Gentil compatriote, on vous recommande aussi pour aujourd’hui d’éviter tout déplacement non nécessaire et d’éviter tout type de rassemblement. Cette recommandation vaut aussi pour tout le week end. Depuis quelque jour le gouvernement a décrété la coupure de la connexion au net. La raison non déclarée est celle de minimiser la communication entre les personnes et les groupes de l’opposition susceptibles d’organiser des manifestations post électorales en ville. En effet, après avoir annoncé, avec un remarquable élan de vitesse, les résultats provisoires du second tour des élections présidentielles, on a enregistré des désordres dans la capitale et dans d’autres villes du Pays. L’annoncée victoire du candidat du pouvoir, Mohammed Bazoum, a été contestée par l’opposition qui dénonce la validité des élections du 21 février 2021.

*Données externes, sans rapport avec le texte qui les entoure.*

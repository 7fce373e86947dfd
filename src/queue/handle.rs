use std::fmt;
use std::sync::Arc;

use crate::lifetime::Lifetime;
use crate::observers::ObserverRef;
use crate::tasks::{Task, TaskRef};

use super::core::Shared;

/// Task-like handle returned by [`AdmissionQueue::submit`](crate::AdmissionQueue::submit).
///
/// Each [`start`](Task::start) is one submission: the wrapped task runs immediately if a slot is
/// free, otherwise once every earlier waiter has been admitted. Events reach the observer only
/// after the wrapped task has actually started.
pub struct QueuedTask<V, E> {
    queue: Arc<Shared<V, E>>,
    task: TaskRef<V, E>,
}

impl<V, E> QueuedTask<V, E> {
    pub(super) fn new(queue: Arc<Shared<V, E>>, task: TaskRef<V, E>) -> Self {
        Self { queue, task }
    }
}

impl<V, E> Task<V, E> for QueuedTask<V, E>
where
    V: 'static,
    E: 'static,
{
    fn start(&self, observer: ObserverRef<V, E>, lifetime: &Lifetime) {
        if lifetime.is_ended() {
            return;
        }
        self.queue
            .enqueue(Arc::clone(&self.task), observer, lifetime.clone());
    }
}

impl<V, E> Clone for QueuedTask<V, E> {
    fn clone(&self) -> Self {
        Self {
            queue: Arc::clone(&self.queue),
            task: Arc::clone(&self.task),
        }
    }
}

impl<V, E> fmt::Debug for QueuedTask<V, E> {
    fn fmt(&self, f: &mut fmt::Formatter<'_>) -> fmt::Result {
        f.debug_struct("QueuedTask").finish_non_exhaustive()
    }
}
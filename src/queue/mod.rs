//! # Bounded-concurrency admission
//!
//! [`AdmissionQueue`] lets at most `limit` executions run at once.
//! Submissions beyond the limit wait in a FIFO list and are admitted one per freed slot.
//!
//! ## Lifecycle
//! ```text
//! QueuedTask::start(observer, lifetime)
//!     ├─ running < limit ─► running += 1 ─► task.start(slot observer)
//!     └─ otherwise       ─► wait list (withdrawn if lifetime ends first)
//!
//! terminal event | lifetime end  (first one wins, once)
//!     └─► running -= 1 ─► pop oldest live waiter ─► running += 1 ─► task.start(..)
//! ```
//!
//! ## Invariants
//! - `0 <= running <= limit` at all times.
//! - Waiters are admitted strictly in submission order.
//! - A slot is freed exactly once per admitted execution.
//! - All bookkeeping happens under one lock; tasks and observers run outside it.
//! - A start triggered from inside another start on the same thread runs once that one returns,
//!   so long chains of synchronous tasks drain in a loop.
//! - Hooks placed on a caller's lifetime are removed again once admission or the slot is done
//!   with them.

mod core;
mod drain;
mod handle;
mod pending;
mod slot;

pub use self::core::{AdmissionQueue, QueueSnapshot};
pub use handle::QueuedTask;
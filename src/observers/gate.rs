//! # Delivery gate for one caller.
//!
//! Wraps a caller's observer so that:
//! - nothing is delivered once the caller's [`Lifetime`] has ended;
//! - nothing is delivered after the first terminal event.

use std::sync::atomic::{AtomicBool, Ordering};

use crate::events::Event;
use crate::lifetime::Lifetime;
use crate::observers::{Observer, ObserverRef};

pub(crate) struct Gated<V, E> {
    inner: ObserverRef<V, E>,
    lifetime: Lifetime,
    done: AtomicBool,
}

impl<V, E> Gated<V, E> {
    pub(crate) fn new(inner: ObserverRef<V, E>, lifetime: Lifetime) -> Self {
        Self {
            inner,
            lifetime,
            done: AtomicBool::new(false),
        }
    }
}

impl<V, E> Observer<V, E> for Gated<V, E>
where
    V: 'static,
    E: 'static,
{
    fn on_event(&self, event: &Event<V, E>) {
        if self.done.load(Ordering::Acquire) || self.lifetime.is_ended() {
            return;
        }
        if event.is_terminal() && self.done.swap(true, Ordering::AcqRel) {
            return;
        }
        self.inner.on_event(event);
    }
}
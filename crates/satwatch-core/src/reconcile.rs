// ── Device registry reconciliation ──
//
// Diffs the configured device list against the accessories the host
// already knows about. Pure: applying the plan is the platform's job.

use std::collections::{HashMap, HashSet};

use tracing::warn;
use uuid::Uuid;

use crate::model::{DeviceConfig, IdentityKey};

/// A configured device paired with its identity.
#[derive(Debug, Clone)]
pub struct PlannedDevice {
    pub device: DeviceConfig,
    pub key: IdentityKey,
    pub uuid: Uuid,
}

/// Outcome of one reconciliation pass.
///
/// `keep` and `add` preserve configuration order. No UUID appears in
/// more than one list.
#[derive(Debug)]
pub struct Reconciliation<H> {
    pub keep: Vec<(PlannedDevice, H)>,
    pub add: Vec<PlannedDevice>,
    pub remove: Vec<(Uuid, H)>,
}

impl<H> Reconciliation<H> {
    pub fn is_noop(&self) -> bool {
        self.add.is_empty() && self.remove.is_empty()
    }
}

/// Compute keep / add / remove sets.
///
/// `identity` maps an identity key to the host UUID for it; it must be
/// deterministic. A device whose `homepageUrl` repeats an earlier entry
/// is skipped so each key yields exactly one accessory.
pub fn reconcile<H: Clone>(
    configured: &[DeviceConfig],
    known: &HashMap<Uuid, H>,
    identity: impl Fn(&IdentityKey) -> Uuid,
) -> Reconciliation<H> {
    let mut keep = Vec::new();
    let mut add = Vec::new();
    let mut wanted: HashSet<Uuid> = HashSet::with_capacity(configured.len());

    for device in configured {
        let key = device.identity_key();
        let uuid = identity(&key);
        if !wanted.insert(uuid) {
            warn!(device = %device.name, %key, "duplicate homepageUrl in configuration, skipping");
            continue;
        }

        let planned = PlannedDevice {
            device: device.clone(),
            key,
            uuid,
        };
        match known.get(&uuid) {
            Some(handle) => keep.push((planned, handle.clone())),
            None => add.push(planned),
        }
    }

    let remove = known
        .iter()
        .filter(|(uuid, _)| !wanted.contains(uuid))
        .map(|(uuid, handle)| (*uuid, handle.clone()))
        .collect();

    Reconciliation { keep, add, remove }
}

#[cfg(test)]
mod tests {
    use super::*;
    use pretty_assertions::assert_eq;

    // Identity used by the tests: the key's bytes hashed into a v5 UUID.
    fn identity(key: &IdentityKey) -> Uuid {
        Uuid::new_v5(&Uuid::NAMESPACE_URL, key.as_str().as_bytes())
    }

    fn device(url: &str) -> DeviceConfig {
        DeviceConfig::new(format!("router {url}"), url)
    }

    fn known(urls: &[&str]) -> HashMap<Uuid, String> {
        urls.iter()
            .map(|url| (identity(&IdentityKey::for_homepage_url(url)), (*url).to_owned()))
            .collect()
    }

    fn urls(planned: &[PlannedDevice]) -> Vec<&str> {
        planned.iter().map(|p| p.device.homepage_url.as_str()).collect()
    }

    #[test]
    fn new_device_is_added_and_known_is_kept() {
        let plan = reconcile(&[device("A"), device("B")], &known(&["A"]), identity);

        assert_eq!(plan.keep.len(), 1);
        assert_eq!(plan.keep[0].1, "A");
        assert_eq!(urls(&plan.add), vec!["B"]);
        assert!(plan.remove.is_empty());
    }

    #[test]
    fn missing_device_is_removed() {
        let plan = reconcile(&[device("B")], &known(&["A", "B"]), identity);

        assert_eq!(plan.keep.len(), 1);
        assert_eq!(plan.keep[0].1, "B");
        assert!(plan.add.is_empty());
        let removed: Vec<&str> = plan.remove.iter().map(|(_, h)| h.as_str()).collect();
        assert_eq!(removed, vec!["A"]);
    }

    #[test]
    fn add_preserves_configuration_order() {
        let configured = [device("C"), device("A"), device("B")];
        let plan = reconcile(&configured, &known(&[]), identity);

        assert_eq!(urls(&plan.add), vec!["C", "A", "B"]);
        assert!(!plan.is_noop());
    }

    #[test]
    fn duplicate_urls_produce_one_entry() {
        let configured = [device("A"), DeviceConfig::new("other name", "A")];
        let plan = reconcile(&configured, &known(&[]), identity);

        assert_eq!(plan.add.len(), 1);
        assert_eq!(plan.add[0].device.name, "router A");
    }

    #[test]
    fn same_name_distinct_urls_are_distinct_accessories() {
        let configured = [
            DeviceConfig::new("Router", "10.0.0.1"),
            DeviceConfig::new("Router", "10.0.0.2"),
        ];
        let plan = reconcile(&configured, &known(&[]), identity);

        assert_eq!(plan.add.len(), 2);
        assert_ne!(plan.add[0].uuid, plan.add[1].uuid);
    }

    #[test]
    fn unchanged_configuration_is_noop() {
        let plan = reconcile(&[device("A"), device("B")], &known(&["A", "B"]), identity);
        assert!(plan.is_noop());
        assert_eq!(plan.keep.len(), 2);
    }

    #[test]
    fn empty_configuration_removes_everything() {
        let plan = reconcile(&[], &known(&["A", "B"]), identity);
        assert_eq!(plan.remove.len(), 2);
        assert!(plan.keep.is_empty());
    }
}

Nous pouvons mieux comprendre, maintenant, le message de l’Ambassade d’Italie à ses ressortissants en ouverture de cet article.  Le refus d’accepter des chiffres présentées par la Commission Electorale Nationale Indépendante a été suivi par une invitation à manifester le malaise par la ‘trahison’ de la vérité des urnes. On a enregistré des échauffourées avec des forces de l’ordre, des pneumatiques en flammes et des blocs de ciment pour couper les routes, des scènes de pillage, des stations de service, des maisons vandalisées et deux personnes qui ont perdu la vie. Il y a eu des arrestations et un certain nombre d’accusés envoyés en prison.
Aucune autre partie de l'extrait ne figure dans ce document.